My husband just went back to work after nearly 2 weeks off.
We discussed going somewhere for a "vacation" several times.

We stayed home where I was in the studio creating new work
14-18 hours a day and he did the same in his studio
creating some new music. It was great!

My work is my vacation.... now how fabulous is that!!!!!
Gayle Bair
Bainbridge Island, WA

-----Original Message-----
From: Clayart [mailto:CLAYART@LSV.CERAMICS.ORG]On Behalf Of David
Sent: Tuesday, July 06, 2004 9:20 PM
Subject: Re: Work Ethic

My favorite comment about the work ethic comes from Kemmons Wilson,
the founder of the Holiday Inn motel chain.
Rule number one from his "Twenty Tips for Success":
"Work only a half a day; it makes no difference which half; it can be
either the first 12 hours or the last 12 hours."

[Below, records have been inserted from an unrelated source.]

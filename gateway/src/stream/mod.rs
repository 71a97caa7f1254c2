mod connection;
pub mod multiplexer;
pub mod updates;

pub use multiplexer::{StreamMultiplexer, SubscriptionHandle};
pub use updates::{AccountUpdate, MarkPriceUpdate, OrderBookUpdate, TradeUpdate};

I also like to work and start to go nuts if a vacation drags on for
too long.
I have a preacher friend who is of the same persuasion, always working
on some building project. He was a heavy equipment mechanic until, later
in life, he "received the call".
I once mentioned to him that I wasn't so sure about Heaven. I mean, I start
getting restless after three days when there is nothing to do but relax.
"Don't worry," he said with a wink, "even streets of gold have potholes
that need to be filled."

As for Mel's contention that potters are in "a number's game", the thesis is
confirmed in the book "Art and Fear", by David Bayles and Ted Orland.
They relate an interesting experiment undertaken by a ceramics teacher.
On the first day of class he announced that he was dividing the class into
two groups, with one group to be graded solely on the quality of their work
and the other only on the quantity of their work. A funny thing happened:
at the end of the class, all the work of the highest quality came from the
group being graded for quantity!
While the students in the "quality" group were designing and thinking about
that one masterpiece that would earn them an "A", those in the "quantity"
group kept their hands in clay, practicing and repeating forms so often that
they became capable potters.

P.S. Taylor: there is a spare bedroom downstairs, and I buy clay 2800
pounds at a time. We need to make 5 trips to the scrap wood yard for
kiln wood. When do you want to start?